### Exercise requirements
Each entry below has to be written out again without any change.

### Source data
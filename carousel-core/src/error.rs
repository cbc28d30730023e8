use carousel_model::ModelError;
use thiserror::Error;

/// Errors surfaced by the carousel controller and its runtime.
#[derive(Error, Debug)]
pub enum CarouselError {
    /// Rejected slide set.
    #[error("Invalid slides: {0}")]
    Model(#[from] ModelError),

    /// The actor shut down or every handle was dropped.
    #[error("Carousel actor is no longer running")]
    ActorClosed,
}

/// Result alias for carousel operations.
pub type Result<T> = std::result::Result<T, CarouselError>;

### Completed exercise
filename carousel-core/src/error.rs
repository cbc28d30730023e8
use carousel_model::ModelError;
use thiserror::Error;

/// Errors surfaced by the carousel controller and its runtime.
#[derive(Error, Debug)]
pub enum CarouselError {
    /// Rejected slide set.
    #[error("Invalid slides: {0}")]
    Model(#[from] ModelError),

    /// The actor shut down or every handle was dropped.
    #[error("Carousel actor is no longer running")]
    ActorClosed,
}

/// Result alias for carousel operations.
pub type Result<T> = std::result::Result<T, CarouselError>;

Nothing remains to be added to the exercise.